## Work instruction:
Say how many lines in the entries hold the string "RouteSummary", giving the number by itself.

## Data provided:

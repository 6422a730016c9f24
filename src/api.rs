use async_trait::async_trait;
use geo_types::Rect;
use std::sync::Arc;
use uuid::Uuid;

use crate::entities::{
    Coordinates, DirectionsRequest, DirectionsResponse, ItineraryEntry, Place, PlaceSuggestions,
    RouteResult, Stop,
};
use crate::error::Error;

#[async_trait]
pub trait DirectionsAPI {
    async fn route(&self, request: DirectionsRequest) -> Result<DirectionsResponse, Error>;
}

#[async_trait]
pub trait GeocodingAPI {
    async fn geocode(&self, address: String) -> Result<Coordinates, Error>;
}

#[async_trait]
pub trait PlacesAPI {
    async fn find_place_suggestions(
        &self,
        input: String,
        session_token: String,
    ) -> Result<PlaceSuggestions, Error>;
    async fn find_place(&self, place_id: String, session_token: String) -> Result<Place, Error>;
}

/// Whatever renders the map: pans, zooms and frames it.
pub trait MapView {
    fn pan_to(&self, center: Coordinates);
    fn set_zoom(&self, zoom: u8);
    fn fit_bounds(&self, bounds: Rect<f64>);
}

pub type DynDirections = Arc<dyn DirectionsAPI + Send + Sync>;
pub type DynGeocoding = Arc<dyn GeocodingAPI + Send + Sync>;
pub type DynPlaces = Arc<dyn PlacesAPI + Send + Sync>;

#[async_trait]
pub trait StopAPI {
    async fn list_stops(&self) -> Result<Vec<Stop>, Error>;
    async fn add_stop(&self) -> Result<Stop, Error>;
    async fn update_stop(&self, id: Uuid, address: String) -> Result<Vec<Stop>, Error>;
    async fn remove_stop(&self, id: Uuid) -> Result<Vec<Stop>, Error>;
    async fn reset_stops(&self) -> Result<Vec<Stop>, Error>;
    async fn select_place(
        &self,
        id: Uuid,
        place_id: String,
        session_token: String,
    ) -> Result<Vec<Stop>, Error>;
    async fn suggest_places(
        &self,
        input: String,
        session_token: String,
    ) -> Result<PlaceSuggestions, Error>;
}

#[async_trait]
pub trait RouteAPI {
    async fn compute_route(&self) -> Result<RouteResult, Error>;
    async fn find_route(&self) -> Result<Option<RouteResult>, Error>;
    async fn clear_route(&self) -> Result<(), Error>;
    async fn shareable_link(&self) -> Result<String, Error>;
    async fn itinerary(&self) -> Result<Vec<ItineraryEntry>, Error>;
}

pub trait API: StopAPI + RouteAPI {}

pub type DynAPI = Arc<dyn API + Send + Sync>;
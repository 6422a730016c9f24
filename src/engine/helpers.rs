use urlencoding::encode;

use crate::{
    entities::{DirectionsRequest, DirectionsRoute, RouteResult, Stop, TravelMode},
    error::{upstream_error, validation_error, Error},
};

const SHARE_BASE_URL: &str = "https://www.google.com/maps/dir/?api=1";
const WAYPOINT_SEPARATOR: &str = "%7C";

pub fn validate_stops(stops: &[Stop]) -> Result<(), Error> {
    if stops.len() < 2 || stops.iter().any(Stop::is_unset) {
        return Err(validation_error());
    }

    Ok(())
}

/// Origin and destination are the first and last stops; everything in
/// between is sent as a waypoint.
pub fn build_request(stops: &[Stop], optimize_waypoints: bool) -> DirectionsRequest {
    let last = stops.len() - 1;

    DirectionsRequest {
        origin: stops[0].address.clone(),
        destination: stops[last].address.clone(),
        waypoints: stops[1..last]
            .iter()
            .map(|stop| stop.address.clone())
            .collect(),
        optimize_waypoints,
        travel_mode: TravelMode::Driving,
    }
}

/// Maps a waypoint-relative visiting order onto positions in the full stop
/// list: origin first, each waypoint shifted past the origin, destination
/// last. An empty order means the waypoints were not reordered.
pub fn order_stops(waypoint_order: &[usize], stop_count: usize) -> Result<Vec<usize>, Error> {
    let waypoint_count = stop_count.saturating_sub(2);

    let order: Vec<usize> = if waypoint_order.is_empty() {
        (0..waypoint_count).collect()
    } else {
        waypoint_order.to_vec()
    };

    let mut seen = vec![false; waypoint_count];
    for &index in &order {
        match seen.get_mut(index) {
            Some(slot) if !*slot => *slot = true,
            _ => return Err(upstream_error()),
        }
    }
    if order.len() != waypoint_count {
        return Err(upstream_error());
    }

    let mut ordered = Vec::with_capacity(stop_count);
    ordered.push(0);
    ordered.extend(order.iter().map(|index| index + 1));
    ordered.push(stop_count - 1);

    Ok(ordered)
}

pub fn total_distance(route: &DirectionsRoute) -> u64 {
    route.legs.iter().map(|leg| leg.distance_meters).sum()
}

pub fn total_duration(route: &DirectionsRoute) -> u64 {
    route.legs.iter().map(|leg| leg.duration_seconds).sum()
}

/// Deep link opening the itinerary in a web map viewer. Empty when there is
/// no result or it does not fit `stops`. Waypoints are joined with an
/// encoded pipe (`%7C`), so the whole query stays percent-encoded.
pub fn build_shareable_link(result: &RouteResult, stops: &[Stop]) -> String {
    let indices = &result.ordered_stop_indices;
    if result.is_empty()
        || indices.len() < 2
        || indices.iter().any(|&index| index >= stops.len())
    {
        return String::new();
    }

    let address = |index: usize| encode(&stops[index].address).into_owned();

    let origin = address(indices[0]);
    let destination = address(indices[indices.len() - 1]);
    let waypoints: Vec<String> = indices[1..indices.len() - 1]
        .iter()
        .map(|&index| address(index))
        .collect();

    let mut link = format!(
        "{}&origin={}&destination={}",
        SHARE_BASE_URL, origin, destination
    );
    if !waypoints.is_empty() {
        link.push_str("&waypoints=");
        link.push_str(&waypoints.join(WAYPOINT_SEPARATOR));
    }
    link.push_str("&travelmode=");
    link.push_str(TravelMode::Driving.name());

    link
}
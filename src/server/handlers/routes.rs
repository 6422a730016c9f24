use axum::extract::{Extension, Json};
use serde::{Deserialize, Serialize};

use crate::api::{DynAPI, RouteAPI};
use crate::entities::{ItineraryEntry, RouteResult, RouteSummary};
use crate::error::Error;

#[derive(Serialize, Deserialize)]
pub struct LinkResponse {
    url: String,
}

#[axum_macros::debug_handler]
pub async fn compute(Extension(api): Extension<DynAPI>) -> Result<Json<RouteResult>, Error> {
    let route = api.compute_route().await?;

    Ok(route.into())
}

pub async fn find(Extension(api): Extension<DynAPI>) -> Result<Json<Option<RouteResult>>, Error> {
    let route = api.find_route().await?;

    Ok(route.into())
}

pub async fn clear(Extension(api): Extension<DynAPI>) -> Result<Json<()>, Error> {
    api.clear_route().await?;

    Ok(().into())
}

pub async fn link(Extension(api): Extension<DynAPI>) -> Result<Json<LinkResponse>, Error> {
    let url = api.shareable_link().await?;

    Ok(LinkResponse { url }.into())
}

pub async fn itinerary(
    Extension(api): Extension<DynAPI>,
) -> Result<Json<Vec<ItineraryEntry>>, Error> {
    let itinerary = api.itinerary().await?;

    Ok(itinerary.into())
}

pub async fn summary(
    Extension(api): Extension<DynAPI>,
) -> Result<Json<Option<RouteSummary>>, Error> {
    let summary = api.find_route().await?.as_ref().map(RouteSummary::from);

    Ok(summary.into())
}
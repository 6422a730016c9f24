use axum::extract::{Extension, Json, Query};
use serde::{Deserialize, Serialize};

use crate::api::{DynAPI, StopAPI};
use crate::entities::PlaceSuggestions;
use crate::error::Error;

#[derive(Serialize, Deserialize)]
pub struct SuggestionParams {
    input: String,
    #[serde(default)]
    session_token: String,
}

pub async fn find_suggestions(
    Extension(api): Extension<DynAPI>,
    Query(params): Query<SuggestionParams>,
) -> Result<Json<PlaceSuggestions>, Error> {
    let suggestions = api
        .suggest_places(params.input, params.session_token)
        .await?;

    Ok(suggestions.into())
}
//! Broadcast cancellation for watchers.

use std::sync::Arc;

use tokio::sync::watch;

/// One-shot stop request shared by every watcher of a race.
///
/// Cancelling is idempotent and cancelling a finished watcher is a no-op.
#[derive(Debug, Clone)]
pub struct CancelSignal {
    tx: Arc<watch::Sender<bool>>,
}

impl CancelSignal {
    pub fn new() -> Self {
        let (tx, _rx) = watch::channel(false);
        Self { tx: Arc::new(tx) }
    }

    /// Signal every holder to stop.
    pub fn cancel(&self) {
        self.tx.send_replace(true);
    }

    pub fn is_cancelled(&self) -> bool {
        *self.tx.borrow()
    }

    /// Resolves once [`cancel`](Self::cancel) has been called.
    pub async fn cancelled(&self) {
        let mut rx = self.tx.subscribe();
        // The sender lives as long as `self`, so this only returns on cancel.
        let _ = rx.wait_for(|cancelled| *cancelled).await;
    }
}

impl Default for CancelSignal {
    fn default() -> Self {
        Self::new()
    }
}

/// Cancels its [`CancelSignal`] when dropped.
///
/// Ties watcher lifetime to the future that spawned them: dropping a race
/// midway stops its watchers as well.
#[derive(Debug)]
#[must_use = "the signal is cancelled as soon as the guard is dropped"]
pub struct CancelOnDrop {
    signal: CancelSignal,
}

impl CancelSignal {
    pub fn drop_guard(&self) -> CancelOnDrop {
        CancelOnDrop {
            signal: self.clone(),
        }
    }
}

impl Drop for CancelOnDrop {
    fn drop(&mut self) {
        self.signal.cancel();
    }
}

## Solved problem:
3